À l'occasion du Festival d'Avignon, le théâtre du Collège de la Salle accueille la pièce Qu'aurions-nous fait à sa place ?, écrite par Stéphanie Aten. Le spectacle retrace le parcours hors du commun de Noëlla Rouget, résistante déportée à Ravensbrück qui, des années après la guerre, fit gracier l'homme qui l'avait dénoncée. Nous avons rencontré l'une de ses interprètes, Marie-Christine Garandeau, pour évoquer cette figure historique et la résonance de son message aujourd'hui.
Avignon et Moi : Pourriez-vous nous présenter la pièce ?
Marie-Christine Garandeau : Ce spectacle retrace la vie de Noëlla Rouget, une résistante qui fut dénoncée, emprisonnée, puis déportée au camp de Ravensbrück en 1943 où elle est restée quatorze mois. Libérée en avril 1945, elle en est revenue pesant trente-deux kilos. Elle pensait mourir, mais elle a été accueillie en Suisse dans des maisons d'accueil créées par Geneviève de Gaulle pour que ces femmes se refassent une santé. Finalement, elle est décédée en 2020, à l’âge de cent-un ans.

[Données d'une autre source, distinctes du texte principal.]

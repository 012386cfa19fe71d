//! Directory-backed credential store
//!
//! One pretty-printed JSON file per account, named after the bundle's
//! filename.

use std::fs;
use std::path::{Path, PathBuf};
use std::time::UNIX_EPOCH;

use tracing::{debug, warn};

use super::file_io::write_json_atomic;
use super::{bundle_filename, check_filename, CredentialStore, StoreError};
use crate::models::CredentialBundle;

/// Credential store over a directory of `*.json` files
#[derive(Debug, Clone)]
pub struct DirectoryStore {
    dir: PathBuf,
}

impl DirectoryStore {
    pub fn new(dir: impl Into<PathBuf>) -> Self {
        Self { dir: dir.into() }
    }

    pub fn dir(&self) -> &Path {
        &self.dir
    }

    /// Paths of every `*.json` file, sorted by name
    fn bundle_paths(&self) -> Result<Vec<PathBuf>, StoreError> {
        if !self.dir.exists() {
            return Ok(Vec::new());
        }

        let mut paths = Vec::new();
        for entry in fs::read_dir(&self.dir)? {
            let path = entry?.path();
            if path.is_file() && has_json_extension(&path) {
                paths.push(path);
            }
        }
        paths.sort();
        Ok(paths)
    }

    fn read_bundle(path: &Path) -> Result<CredentialBundle, StoreError> {
        let filename = path
            .file_name()
            .and_then(|n| n.to_str())
            .ok_or_else(|| StoreError::InvalidFilename(path.display().to_string()))?
            .to_string();

        let contents = fs::read_to_string(path)?;
        let content: serde_json::Value = serde_json::from_str(&contents)?;

        let timestamp = fs::metadata(path)
            .and_then(|m| m.modified())
            .ok()
            .and_then(|t| t.duration_since(UNIX_EPOCH).ok())
            .map(|d| d.as_secs() as i64)
            .unwrap_or(0);

        Ok(CredentialBundle::new(filename, content, timestamp))
    }
}

fn has_json_extension(path: &Path) -> bool {
    path.extension().is_some_and(|ext| ext == "json")
}

impl CredentialStore for DirectoryStore {
    fn collect_all(&self) -> Result<Vec<CredentialBundle>, StoreError> {
        let mut bundles = Vec::new();

        for path in self.bundle_paths()? {
            match Self::read_bundle(&path) {
                Ok(bundle) => bundles.push(bundle),
                Err(e) => warn!(path = %path.display(), error = %e, "Skipping unreadable account file"),
            }
        }

        debug!(count = bundles.len(), dir = %self.dir.display(), "Collected account files");
        Ok(bundles)
    }

    fn restore_one(&mut self, bundle: &CredentialBundle) -> Result<(), StoreError> {
        check_filename(&bundle.filename)?;
        // Anything else would be invisible to collect, list and clear
        if !has_json_extension(Path::new(&bundle.filename)) {
            return Err(StoreError::InvalidFilename(bundle.filename.clone()));
        }
        write_json_atomic(self.dir.join(&bundle.filename), &bundle.content)
    }

    fn delete_one(&mut self, filename: &str) -> Result<(), StoreError> {
        let filename = bundle_filename(filename);
        check_filename(&filename)?;

        let path = self.dir.join(&filename);
        if !path.is_file() {
            return Err(StoreError::NotFound(filename));
        }

        fs::remove_file(&path)?;
        Ok(())
    }

    fn clear_all(&mut self) -> Result<usize, StoreError> {
        let mut removed = 0;
        for path in self.bundle_paths()? {
            fs::remove_file(&path)?;
            removed += 1;
        }
        Ok(removed)
    }
}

La grande particularité de cette femme est qu'après tous les traumatismes du camp et les blessures endurées, elle a demandé en 1965 la grâce de son bourreau. Celui-ci, condamné à mort par contumace, s'était caché pendant dix-sept ans. Quand il a été retrouvé et que son procès a eu lieu, elle l'a formellement reconnu, puisque c'est lui qui était venu la chercher chez ses parents. Elle a demandé sa grâce au général de Gaulle et l'a obtenue, et ce, bien que ce même homme ait fait fusiller son jeune fiancé de vingt-deux ans en 1943. Cette histoire est authentique de A à Z. C'est une grande humaniste qui nous dit : « Résistez, luttez, mais ne haïssez pas. » Elle veut que la spirale de la haine s'arrête. C'est un message humaniste hors du commun.
Vous avez donc présenté le spectacle à sa famille ?
Oui, nous avons eu la validation de ses enfants. D'ailleurs, l'un des fils de Noëlla ainsi que sa petite-fille étaient présents à la première. Ils ont été très émus et nous ont dit : « Il n'y a pas un seul mot à changer. »
Pour nos lecteurs qui ne le sauraient pas, pouvez-vous nous rappeler ce qu'était le camp de Ravensbrück ?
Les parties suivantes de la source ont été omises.